Information supplied:
┄┄┄┄┄┄┄┄┄┄

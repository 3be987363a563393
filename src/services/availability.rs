//! Channel availability probing.
//!
//! Determines, without blocking the caller and without saturating the
//! network, whether each registered channel's stream URL currently
//! responds, publishing results into the shared status store. Each URL is
//! probed at most once per session; registrations arriving in a burst are
//! coalesced by a short debounce window before the queue starts draining.

use std::collections::{HashSet, VecDeque};
use std::sync::Arc;
use std::time::Duration;
use tokio::sync::Mutex;

use super::channel_types::{Channel, ChannelStatus};
use super::status_store::StatusStore;

/// Tuning knobs for the prober. Defaults are calibrated for slow
/// streaming origins: generous timeout, small concurrency cap.
#[derive(Debug, Clone)]
pub struct ProberConfig {
    /// Maximum probes in flight at once.
    pub max_concurrent: u32,
    /// Wall-clock bound for a single probe.
    pub check_timeout: Duration,
    /// Window used to batch near-simultaneous registrations before the
    /// queue starts draining.
    pub startup_debounce: Duration,
    /// User-Agent sent with probes; some origins reject unknown agents.
    pub user_agent: String,
}

impl Default for ProberConfig {
    fn default() -> Self {
        Self {
            max_concurrent: 3,
            check_timeout: Duration::from_secs(8),
            startup_debounce: Duration::from_millis(300),
            user_agent: "Mozilla/5.0 (Windows NT 10.0; Win64; x64) AppleWebKit/537.36"
                .to_string(),
        }
    }
}

/// A registration awaiting a probe.
#[derive(Debug, Clone)]
struct QueuedCheck {
    channel_id: String,
    url: String,
}

/// State owned exclusively by the prober. The UI layer never touches
/// this; it only reads the status store.
#[derive(Debug, Default)]
struct ProberState {
    /// URLs already enqueued or probed this session.
    checked_urls: HashSet<String>,
    pending: VecDeque<QueuedCheck>,
    active: u32,
    /// Draining is held off while a debounce window is open.
    paused: bool,
    /// Bumped by `clear_cache`; probes finishing under an older epoch
    /// discard their results.
    epoch: u64,
    /// Latest-wins sequence for the debounce timer.
    timer_seq: u64,
}

struct ProberInner {
    config: ProberConfig,
    client: reqwest::Client,
    status: StatusStore,
    state: Mutex<ProberState>,
}

/// Cheaply clonable handle; constructed once per process and shared.
#[derive(Clone)]
pub struct AvailabilityProber {
    inner: Arc<ProberInner>,
}

impl AvailabilityProber {
    pub fn new(config: ProberConfig, status: StatusStore) -> Self {
        let client = reqwest::Client::builder()
            .timeout(config.check_timeout)
            .user_agent(config.user_agent.clone())
            .build()
            .unwrap_or_default();

        Self {
            inner: Arc::new(ProberInner {
                config,
                client,
                status,
                state: Mutex::new(ProberState::default()),
            }),
        }
    }

    /// The store this prober publishes into.
    pub fn status_store(&self) -> &StatusStore {
        &self.inner.status
    }

    /// Register a channel for a reachability check.
    ///
    /// Idempotent: a channel with a terminal status, an already-checked
    /// URL, or an already-queued id triggers no new work. Each accepted
    /// registration re-arms the debounce window; a burst of registrations
    /// coalesces into a single drain.
    pub async fn request_check(&self, channel: &Channel) {
        if self.inner.status.get(&channel.id).await.is_terminal() {
            return;
        }

        let (seq, epoch) = {
            let mut state = self.inner.state.lock().await;
            if state.checked_urls.contains(&channel.url) {
                return;
            }
            if state.pending.iter().any(|c| c.channel_id == channel.id) {
                return;
            }
            state.pending.push_back(QueuedCheck {
                channel_id: channel.id.clone(),
                url: channel.url.clone(),
            });
            state.paused = true;
            state.timer_seq += 1;
            (state.timer_seq, state.epoch)
        };

        let inner = self.inner.clone();
        tokio::spawn(async move {
            tokio::time::sleep(inner.config.startup_debounce).await;
            let mut state = inner.state.lock().await;
            // Superseded by a newer registration or a cache clear
            if state.epoch != epoch || state.timer_seq != seq {
                return;
            }
            state.paused = false;
            ProberInner::drain(&inner, &mut state);
        });
    }

    /// Drop all queued work, forget which URLs were probed, and clear the
    /// status store. In-flight probes run to completion but their results
    /// are discarded.
    pub async fn clear_cache(&self) {
        {
            let mut state = self.inner.state.lock().await;
            state.epoch += 1;
            state.pending.clear();
            state.checked_urls.clear();
            state.active = 0;
            state.paused = false;
        }
        self.inner.status.clear().await;
        log::info!("Cleared channel status cache");
    }
}

impl ProberInner {
    /// Start as many queued probes as the concurrency cap allows. Called
    /// with the state lock held; no-op while the debounce window is open.
    fn drain(inner: &Arc<Self>, state: &mut ProberState) {
        if state.paused {
            return;
        }

        while state.active < inner.config.max_concurrent {
            let check = match state.pending.pop_front() {
                Some(check) => check,
                None => break,
            };
            // A second id sharing the URL may have been queued before the
            // first drained
            if state.checked_urls.contains(&check.url) {
                continue;
            }
            state.checked_urls.insert(check.url.clone());
            state.active += 1;

            let inner = inner.clone();
            let epoch = state.epoch;
            tokio::spawn(async move {
                let status = inner.probe_url(&check.url).await;

                let mut state = inner.state.lock().await;
                // Cache cleared while in flight: result discarded
                if state.epoch != epoch {
                    return;
                }
                state.active -= 1;
                inner.status.set(&check.channel_id, status).await;
                Self::drain(&inner, &mut state);
            });
        }
    }

    /// Probe a stream URL with a bare GET, dropping the response as soon
    /// as headers arrive; the body is never read. Network errors,
    /// timeouts, and non-success statuses all fold to `Unavailable`.
    async fn probe_url(&self, url: &str) -> ChannelStatus {
        match self.client.get(url).send().await {
            Ok(response) => {
                let status = response.status();
                log::debug!("Probe {} -> {}", url, status);
                if status.is_success() {
                    ChannelStatus::Available
                } else {
                    ChannelStatus::Unavailable
                }
            }
            Err(e) => {
                log::debug!("Probe {} failed: {}", url, e);
                ChannelStatus::Unavailable
            }
        }
    }
}
//! Playlist ingestion and channel availability core for an IPTV channel
//! browser.
//!
//! The UI layer supplies enabled playlist sources and reads back parsed
//! channels, group structure, and per-channel reachability; playback and
//! presentation live entirely outside this crate.

pub mod error;
pub mod services;
pub mod state;

pub use error::{IptvError, Result};
pub use state::AppState;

┄┄┄┄┄┄┄┄┄┄

Instructions for the task: Which lines of the data include the string "tokio"? Find them and copy each one.

Response below:
use tokio::sync::Mutex;
        tokio::spawn(async move {
            tokio::time::sleep(inner.config.startup_debounce).await;
            tokio::spawn(async move {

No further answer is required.